White spot lesions are very common both in kids and adults. One of the challenges with these lesions is how to treat them. There are several approaches from trying to bleach the surrounding tooth structure to make the color difference less noticeable to repairing the area with a composite restoration. The challenge with the bleaching approach is most often these areas are decalcified and need mineral support to the tooth structure. On the other hand taking away the lesion with a bur and restoring seems overly aggressive. In recent years I have been treating many of these lesions with MI paste and seeing great results. I recommend taking before and after photos to document the improvement. Here are the recommendations for using Mi paste to treat white spot lesions.
• Apply etchant (phosphoric acid)to the white spot lesions for 10-30 seconds. Be careful not to over-etch the teeth. 1 minute is the maximum exposure time to the etchant. Only etch the white spot lesion, not the entire tooth.
•Pumice the tooth for 10 to 30 seconds, non-fluoridated, non-glycerin flour of pumice and then rinse.
• Dry the tooth. The tooth will appear frosty after the etch/pumice application. Sometimes it is necessary to etch/pumice a second time.
• Apply layer of MI Paste on the etched tooth surfaces with a prophy cup and leave on the tooth surface a minimum of 5 minutes. More time is better and improves remineralization.
We send our patients home with custom trays to continue to apply the MI paste for 5 minute sessions, twice daily for a week before we will see them to evaluate the results. Post-op instructions include nothing to eat or drink for 30 minutes after leaving the office, and to avoid foods that are likely to stain their teeth like wine, coke, coffee during the remineralization process. We schedule to evaluate the results in 1-2 weeks, and repeated treatments can be done to improve the results.
Thanks for putting your step by step procedure down. I can’t wait to try it! What is the fee for something like this and is there a code?
Jamie,
There are several codes you may want to know about. Enamel microabrasion (Code D9970) is identified as the removal of discolored surface-enamel defects resulting from altered mineralization or decalcification of the superficial enamel layer. It is traditionally submitted to the benefit plan on a per treatment visit basis. If you decide to also make a tray for home application, the fabrication and delivery of the customized tray is considered to be part of external bleaching Codes D9972 (per arch) and D9973 (per tooth). The tray is not identified separately. As for fees I think it is highly variable, and you can do it as all encompassing or per treatment since the number of treatments is unpredictable.
Lee
Good information! Thanks
But sometimes the white spots or “streaks” is fluorosis right? My daughter’s upper anteriors erupted with these white spots (along the mesial and distal line angle) I’m assuming decalcification happens after eruption and our city’s water is fluoridated (0.90 monthly average) so I’m thinking the white spots were caused by too much ingested fluoride. Am I thinking correctly?
Will your Mi Paste procedure help with fluorosis?
BTW great lectures today !!!
You are correct that not all white spot lesions have the same cause. this protocol works for the ones caused by demineralization, not fluorosis or other causes. So no MI Paste will not help for fluorosis.
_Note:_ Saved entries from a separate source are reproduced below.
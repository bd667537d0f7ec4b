//! Change sets: the ordered mutations that reconcile one intent.

use crate::intent::Intent;
use crate::manifest::{Manifest, ObservedResource, ResourceRef};
use crate::merge;
use chrono::{DateTime, Utc};
use serde::{Deserialize, Serialize};
use serde_json::Value;
use uuid::Uuid;

/// One leaf-level difference between observed and desired state.
#[derive(Debug, Clone, PartialEq, Serialize, Deserialize)]
pub struct FieldChange {
    /// Dotted path, with keyed list entries as `containers[name=web]`.
    pub path: String,
    #[serde(default, skip_serializing_if = "Option::is_none")]
    pub old: Option<Value>,
    pub new: Value,
}

impl FieldChange {
    pub fn new(path: impl Into<String>, old: Option<Value>, new: Value) -> Self {
        Self {
            path: path.into(),
            old,
            new,
        }
    }

    fn inverted(&self) -> Self {
        Self {
            path: self.path.clone(),
            old: Some(self.new.clone()),
            new: self.old.clone().unwrap_or(Value::Null),
        }
    }
}

/// Kind of change, in dependency order.
#[derive(Debug, Clone, Copy, PartialEq, Eq, PartialOrd, Ord, Hash, Serialize, Deserialize)]
#[serde(rename_all = "snake_case")]
pub enum ChangeKind {
    Create,
    Update,
    Delete,
}

impl std::fmt::Display for ChangeKind {
    fn fmt(&self, f: &mut std::fmt::Formatter<'_>) -> std::fmt::Result {
        match self {
            ChangeKind::Create => write!(f, "create"),
            ChangeKind::Update => write!(f, "update"),
            ChangeKind::Delete => write!(f, "delete"),
        }
    }
}

/// An atomic mutation of one resource.
///
/// `expected_version` is the `resourceVersion` the change was computed
/// against; writers must refuse to apply it to any other version. `None`
/// means unconditional, which only compensating changes use.
#[derive(Debug, Clone, PartialEq, Serialize, Deserialize)]
#[serde(tag = "op", rename_all = "snake_case")]
pub enum Change {
    Create {
        target: ResourceRef,
        manifest: Manifest,
    },
    Update {
        target: ResourceRef,
        expected_version: Option<String>,
        prior: Option<ObservedResource>,
        /// Strategic-merge patch over the manifest body.
        patch: Value,
        fields: Vec<FieldChange>,
    },
    Delete {
        target: ResourceRef,
        expected_version: Option<String>,
        prior: Option<ObservedResource>,
    },
}

impl Change {
    pub fn kind(&self) -> ChangeKind {
        match self {
            Change::Create { .. } => ChangeKind::Create,
            Change::Update { .. } => ChangeKind::Update,
            Change::Delete { .. } => ChangeKind::Delete,
        }
    }

    pub fn target(&self) -> &ResourceRef {
        match self {
            Change::Create { target, .. }
            | Change::Update { target, .. }
            | Change::Delete { target, .. } => target,
        }
    }

    pub fn expected_version(&self) -> Option<&str> {
        match self {
            Change::Create { .. } => None,
            Change::Update {
                expected_version, ..
            }
            | Change::Delete {
                expected_version, ..
            } => expected_version.as_deref(),
        }
    }

    pub fn prior(&self) -> Option<&ObservedResource> {
        match self {
            Change::Create { .. } => None,
            Change::Update { prior, .. } | Change::Delete { prior, .. } => prior.as_ref(),
        }
    }

    /// Replica count before and after the change, when the change touches it.
    pub fn replica_transition(&self) -> Option<(Option<i64>, i64)> {
        let before = self.prior().and_then(|p| p.manifest.replicas());
        match self {
            Change::Create { manifest, .. } => manifest.replicas().map(|after| (None, after)),
            Change::Update { patch, .. } => patch
                .pointer("/spec/replicas")
                .and_then(Value::as_i64)
                .map(|after| (before, after)),
            Change::Delete { .. } => Some((before, 0)),
        }
    }

    /// Whether the change replaces a container image.
    pub fn changes_image(&self) -> bool {
        match self {
            Change::Update { fields, .. } => fields.iter().any(|f| {
                f.path.ends_with(".image") || f.path.ends_with(".containers")
            }),
            _ => false,
        }
    }

    /// One-line description for logs and audit details.
    pub fn describe(&self) -> String {
        match self {
            Change::Update { fields, .. } => {
                let paths: Vec<&str> = fields.iter().map(|f| f.path.as_str()).collect();
                format!("{} {} [{}]", self.kind(), self.target(), paths.join(", "))
            }
            _ => format!("{} {}", self.kind(), self.target()),
        }
    }

    /// The change that undoes this one once it has been applied.
    ///
    /// Returns `None` when the prior state needed to undo it was not captured.
    pub fn compensation(&self) -> Option<Change> {
        match self {
            Change::Create { target, .. } => Some(Change::Delete {
                target: target.clone(),
                expected_version: None,
                prior: None,
            }),
            Change::Update {
                target,
                prior,
                patch,
                fields,
                ..
            } => {
                let prior = prior.as_ref()?;
                Some(Change::Update {
                    target: target.clone(),
                    expected_version: None,
                    prior: None,
                    patch: merge::inverse_patch(patch, &prior.manifest.body()),
                    fields: fields.iter().map(FieldChange::inverted).collect(),
                })
            }
            Change::Delete { target, prior, .. } => {
                let prior = prior.as_ref()?;
                Some(Change::Create {
                    target: target.clone(),
                    manifest: prior.manifest.clone(),
                })
            }
        }
    }
}

/// Whether a change set may be executed.
#[derive(Debug, Clone, PartialEq, Serialize, Deserialize)]
#[serde(tag = "status", rename_all = "snake_case")]
pub enum ChangeSetState {
    Ready,
    /// The snapshot cannot be trusted; re-fetch before proceeding.
    Conflict {
        resource: ResourceRef,
        reason: String,
    },
}

/// The minimal ordered set of changes reconciling one intent, computed
/// against one cluster snapshot.
#[derive(Debug, Clone, PartialEq, Serialize, Deserialize)]
pub struct ChangeSet {
    pub id: Uuid,
    pub intent: Intent,
    pub snapshot_taken_at: DateTime<Utc>,
    pub state: ChangeSetState,
    pub changes: Vec<Change>,
}

impl ChangeSet {
    /// Build a ready change set; changes are sorted into dependency order.
    pub fn new(intent: Intent, snapshot_taken_at: DateTime<Utc>, mut changes: Vec<Change>) -> Self {
        changes.sort_by_key(Change::kind);
        Self {
            id: Uuid::new_v4(),
            intent,
            snapshot_taken_at,
            state: ChangeSetState::Ready,
            changes,
        }
    }

    /// Build a change set that must not be executed.
    pub fn conflict(
        intent: Intent,
        snapshot_taken_at: DateTime<Utc>,
        resource: ResourceRef,
        reason: impl Into<String>,
    ) -> Self {
        Self {
            id: Uuid::new_v4(),
            intent,
            snapshot_taken_at,
            state: ChangeSetState::Conflict {
                resource,
                reason: reason.into(),
            },
            changes: Vec::new(),
        }
    }

    pub fn is_conflict(&self) -> bool {
        matches!(self.state, ChangeSetState::Conflict { .. })
    }

    /// True for a ready change set with nothing to do.
    pub fn is_empty(&self) -> bool {
        !self.is_conflict() && self.changes.is_empty()
    }

    /// Changes in execution order: creates, then updates, then deletes.
    pub fn ordered(&self) -> Vec<&Change> {
        let mut ordered: Vec<&Change> = self.changes.iter().collect();
        ordered.sort_by_key(|c| c.kind());
        ordered
    }

    pub fn summary(&self) -> String {
        match &self.state {
            ChangeSetState::Conflict { resource, reason } => {
                format!("conflict on {}: {}", resource, reason)
            }
            ChangeSetState::Ready if self.changes.is_empty() => "no changes".to_string(),
            ChangeSetState::Ready => self
                .ordered()
                .iter()
                .map(|c| c.describe())
                .collect::<Vec<_>>()
                .join("; "),
        }
    }
}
I tried your protocol and had great results. I wish I could post pictures here. I did notice the recalcified areas calcified a little darker with some brown spots. Overall it improved but do you have some insight on what could be done to prevent that from happening? I could email you pictures.
Thanks!
One more question…how does future teeth bleaching affect these formed white lesions?
We had a patient whose mouthrinse (Scope) caused dark stains. After researching and reading the bottle, this incident was not uncommon. Be aware of this and avoid products that cause this type of reaction/ staining.